##### DATA
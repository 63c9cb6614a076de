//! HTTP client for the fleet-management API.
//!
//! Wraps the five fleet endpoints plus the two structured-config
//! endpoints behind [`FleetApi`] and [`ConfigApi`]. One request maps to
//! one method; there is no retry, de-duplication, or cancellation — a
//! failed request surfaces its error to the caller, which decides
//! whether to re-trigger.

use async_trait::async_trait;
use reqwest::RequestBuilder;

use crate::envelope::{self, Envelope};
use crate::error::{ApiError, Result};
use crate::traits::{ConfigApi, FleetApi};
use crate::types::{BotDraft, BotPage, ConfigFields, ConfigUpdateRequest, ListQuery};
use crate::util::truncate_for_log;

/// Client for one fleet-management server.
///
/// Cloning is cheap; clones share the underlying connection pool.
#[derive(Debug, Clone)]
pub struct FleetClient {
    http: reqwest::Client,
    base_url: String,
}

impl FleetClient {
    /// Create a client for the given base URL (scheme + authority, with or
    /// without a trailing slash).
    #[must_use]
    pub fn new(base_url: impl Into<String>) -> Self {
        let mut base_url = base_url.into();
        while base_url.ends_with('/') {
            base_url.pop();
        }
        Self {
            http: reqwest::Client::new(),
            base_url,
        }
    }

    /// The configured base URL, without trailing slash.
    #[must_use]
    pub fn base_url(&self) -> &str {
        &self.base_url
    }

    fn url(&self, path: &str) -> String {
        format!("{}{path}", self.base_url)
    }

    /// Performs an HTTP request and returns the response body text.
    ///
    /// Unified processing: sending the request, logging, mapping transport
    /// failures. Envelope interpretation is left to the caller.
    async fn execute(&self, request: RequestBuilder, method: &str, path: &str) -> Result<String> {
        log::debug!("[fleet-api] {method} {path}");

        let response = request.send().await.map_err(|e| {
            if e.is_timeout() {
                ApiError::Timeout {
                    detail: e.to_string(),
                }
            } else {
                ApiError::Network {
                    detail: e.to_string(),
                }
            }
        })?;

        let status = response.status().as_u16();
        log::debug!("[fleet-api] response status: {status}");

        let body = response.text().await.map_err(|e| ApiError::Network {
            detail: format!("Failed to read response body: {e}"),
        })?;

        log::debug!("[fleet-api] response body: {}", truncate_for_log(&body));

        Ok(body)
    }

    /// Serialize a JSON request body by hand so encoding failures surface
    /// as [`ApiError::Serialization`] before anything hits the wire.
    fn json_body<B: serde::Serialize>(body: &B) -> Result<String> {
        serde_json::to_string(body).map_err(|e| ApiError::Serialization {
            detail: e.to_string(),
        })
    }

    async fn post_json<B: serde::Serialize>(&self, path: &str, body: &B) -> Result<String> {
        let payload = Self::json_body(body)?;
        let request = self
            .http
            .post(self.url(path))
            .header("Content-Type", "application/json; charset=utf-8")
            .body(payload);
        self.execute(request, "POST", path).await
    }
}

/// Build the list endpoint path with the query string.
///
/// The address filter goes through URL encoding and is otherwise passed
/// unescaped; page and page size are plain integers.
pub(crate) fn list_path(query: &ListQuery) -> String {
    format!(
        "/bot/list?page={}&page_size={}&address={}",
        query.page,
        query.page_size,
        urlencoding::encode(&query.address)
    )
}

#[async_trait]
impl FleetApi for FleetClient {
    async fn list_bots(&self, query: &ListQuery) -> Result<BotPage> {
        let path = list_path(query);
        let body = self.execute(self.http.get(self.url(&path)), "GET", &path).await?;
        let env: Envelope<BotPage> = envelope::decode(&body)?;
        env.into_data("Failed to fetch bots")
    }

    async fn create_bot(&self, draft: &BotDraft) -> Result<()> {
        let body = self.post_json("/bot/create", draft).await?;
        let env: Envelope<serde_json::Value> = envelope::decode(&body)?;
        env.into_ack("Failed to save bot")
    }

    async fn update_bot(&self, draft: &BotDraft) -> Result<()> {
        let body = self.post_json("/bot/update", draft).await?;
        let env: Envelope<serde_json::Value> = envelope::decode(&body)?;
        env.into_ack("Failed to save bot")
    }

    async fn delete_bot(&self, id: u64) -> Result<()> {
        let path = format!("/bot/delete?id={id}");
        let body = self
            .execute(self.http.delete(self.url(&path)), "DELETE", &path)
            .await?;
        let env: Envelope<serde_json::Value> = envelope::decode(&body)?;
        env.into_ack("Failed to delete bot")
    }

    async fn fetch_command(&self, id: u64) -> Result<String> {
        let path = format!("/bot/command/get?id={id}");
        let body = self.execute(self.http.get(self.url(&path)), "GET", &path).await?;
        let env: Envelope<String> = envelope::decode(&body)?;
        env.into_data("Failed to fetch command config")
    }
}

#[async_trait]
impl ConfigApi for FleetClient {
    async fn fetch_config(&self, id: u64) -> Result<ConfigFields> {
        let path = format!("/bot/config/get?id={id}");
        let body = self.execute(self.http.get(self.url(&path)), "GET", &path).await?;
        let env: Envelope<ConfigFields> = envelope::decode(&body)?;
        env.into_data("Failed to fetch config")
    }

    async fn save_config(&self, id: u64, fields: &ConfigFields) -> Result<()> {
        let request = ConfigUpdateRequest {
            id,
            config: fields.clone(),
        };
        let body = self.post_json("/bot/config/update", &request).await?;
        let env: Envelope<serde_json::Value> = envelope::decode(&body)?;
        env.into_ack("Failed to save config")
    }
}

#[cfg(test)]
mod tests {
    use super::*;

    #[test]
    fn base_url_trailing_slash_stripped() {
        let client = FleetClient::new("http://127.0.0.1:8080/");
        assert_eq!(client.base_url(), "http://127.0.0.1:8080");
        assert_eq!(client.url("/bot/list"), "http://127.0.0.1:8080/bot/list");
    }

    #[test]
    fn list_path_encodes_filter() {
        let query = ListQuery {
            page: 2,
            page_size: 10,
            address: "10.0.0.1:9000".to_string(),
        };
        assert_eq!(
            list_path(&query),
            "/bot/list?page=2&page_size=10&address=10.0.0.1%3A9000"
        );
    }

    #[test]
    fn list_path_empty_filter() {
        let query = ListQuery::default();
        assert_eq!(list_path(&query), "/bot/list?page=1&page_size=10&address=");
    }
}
##########
**TASK INSTRUCTIONS**
All of the data above needs to be set down again exactly. Include every line.

**FINISHED EXERCISE**
repository 63c9cb6614a076de
//! HTTP client for the fleet-management API.
//!
//! Wraps the five fleet endpoints plus the two structured-config
//! endpoints behind [`FleetApi`] and [`ConfigApi`]. One request maps to
//! one method; there is no retry, de-duplication, or cancellation — a
//! failed request surfaces its error to the caller, which decides
//! whether to re-trigger.

use async_trait::async_trait;
use reqwest::RequestBuilder;

use crate::envelope::{self, Envelope};
use crate::error::{ApiError, Result};
use crate::traits::{ConfigApi, FleetApi};
use crate::types::{BotDraft, BotPage, ConfigFields, ConfigUpdateRequest, ListQuery};
use crate::util::truncate_for_log;

/// Client for one fleet-management server.
///
/// Cloning is cheap; clones share the underlying connection pool.
#[derive(Debug, Clone)]
pub struct FleetClient {
    http: reqwest::Client,
    base_url: String,
}

impl FleetClient {
    /// Create a client for the given base URL (scheme + authority, with or
    /// without a trailing slash).
    #[must_use]
    pub fn new(base_url: impl Into<String>) -> Self {
        let mut base_url = base_url.into();
        while base_url.ends_with('/') {
            base_url.pop();
        }
        Self {
            http: reqwest::Client::new(),
            base_url,
        }
    }

    /// The configured base URL, without trailing slash.
    #[must_use]
    pub fn base_url(&self) -> &str {
        &self.base_url
    }

    fn url(&self, path: &str) -> String {
        format!("{}{path}", self.base_url)
    }

    /// Performs an HTTP request and returns the response body text.
    ///
    /// Unified processing: sending the request, logging, mapping transport
    /// failures. Envelope interpretation is left to the caller.
    async fn execute(&self, request: RequestBuilder, method: &str, path: &str) -> Result<String> {
        log::debug!("[fleet-api] {method} {path}");

        let response = request.send().await.map_err(|e| {
            if e.is_timeout() {
                ApiError::Timeout {
                    detail: e.to_string(),
                }
            } else {
                ApiError::Network {
                    detail: e.to_string(),
                }
            }
        })?;

        let status = response.status().as_u16();
        log::debug!("[fleet-api] response status: {status}");

        let body = response.text().await.map_err(|e| ApiError::Network {
            detail: format!("Failed to read response body: {e}"),
        })?;

        log::debug!("[fleet-api] response body: {}", truncate_for_log(&body));

        Ok(body)
    }

    /// Serialize a JSON request body by hand so encoding failures surface
    /// as [`ApiError::Serialization`] before anything hits the wire.
    fn json_body<B: serde::Serialize>(body: &B) -> Result<String> {
        serde_json::to_string(body).map_err(|e| ApiError::Serialization {
            detail: e.to_string(),
        })
    }

    async fn post_json<B: serde::Serialize>(&self, path: &str, body: &B) -> Result<String> {
        let payload = Self::json_body(body)?;
        let request = self
            .http
            .post(self.url(path))
            .header("Content-Type", "application/json; charset=utf-8")
            .body(payload);
        self.execute(request, "POST", path).await
    }
}

/// Build the list endpoint path with the query string.
///
/// The address filter goes through URL encoding and is otherwise passed
/// unescaped; page and page size are plain integers.
pub(crate) fn list_path(query: &ListQuery) -> String {
    format!(
        "/bot/list?page={}&page_size={}&address={}",
        query.page,
        query.page_size,
        urlencoding::encode(&query.address)
    )
}

#[async_trait]
impl FleetApi for FleetClient {
    async fn list_bots(&self, query: &ListQuery) -> Result<BotPage> {
        let path = list_path(query);
        let body = self.execute(self.http.get(self.url(&path)), "GET", &path).await?;
        let env: Envelope<BotPage> = envelope::decode(&body)?;
        env.into_data("Failed to fetch bots")
    }

    async fn create_bot(&self, draft: &BotDraft) -> Result<()> {
        let body = self.post_json("/bot/create", draft).await?;
        let env: Envelope<serde_json::Value> = envelope::decode(&body)?;
        env.into_ack("Failed to save bot")
    }

    async fn update_bot(&self, draft: &BotDraft) -> Result<()> {
        let body = self.post_json("/bot/update", draft).await?;
        let env: Envelope<serde_json::Value> = envelope::decode(&body)?;
        env.into_ack("Failed to save bot")
    }

    async fn delete_bot(&self, id: u64) -> Result<()> {
        let path = format!("/bot/delete?id={id}");
        let body = self
            .execute(self.http.delete(self.url(&path)), "DELETE", &path)
            .await?;
        let env: Envelope<serde_json::Value> = envelope::decode(&body)?;
        env.into_ack("Failed to delete bot")
    }

    async fn fetch_command(&self, id: u64) -> Result<String> {
        let path = format!("/bot/command/get?id={id}");
        let body = self.execute(self.http.get(self.url(&path)), "GET", &path).await?;
        let env: Envelope<String> = envelope::decode(&body)?;
        env.into_data("Failed to fetch command config")
    }
}

#[async_trait]
impl ConfigApi for FleetClient {
    async fn fetch_config(&self, id: u64) -> Result<ConfigFields> {
        let path = format!("/bot/config/get?id={id}");
        let body = self.execute(self.http.get(self.url(&path)), "GET", &path).await?;
        let env: Envelope<ConfigFields> = envelope::decode(&body)?;
        env.into_data("Failed to fetch config")
    }

    async fn save_config(&self, id: u64, fields: &ConfigFields) -> Result<()> {
        let request = ConfigUpdateRequest {
            id,
            config: fields.clone(),
        };
        let body = self.post_json("/bot/config/update", &request).await?;
        let env: Envelope<serde_json::Value> = envelope::decode(&body)?;
        env.into_ack("Failed to save config")
    }
}

#[cfg(test)]
mod tests {
    use super::*;

    #[test]
    fn base_url_trailing_slash_stripped() {
        let client = FleetClient::new("http://127.0.0.1:8080/");
        assert_eq!(client.base_url(), "http://127.0.0.1:8080");
        assert_eq!(client.url("/bot/list"), "http://127.0.0.1:8080/bot/list");
    }

    #[test]
    fn list_path_encodes_filter() {
        let query = ListQuery {
            page: 2,
            page_size: 10,
            address: "10.0.0.1:9000".to_string(),
        };
        assert_eq!(
            list_path(&query),
            "/bot/list?page=2&page_size=10&address=10.0.0.1%3A9000"
        );
    }

    #[test]
    fn list_path_empty_filter() {
        let query = ListQuery::default();
        assert_eq!(list_path(&query), "/bot/list?page=1&page_size=10&address=");
    }
}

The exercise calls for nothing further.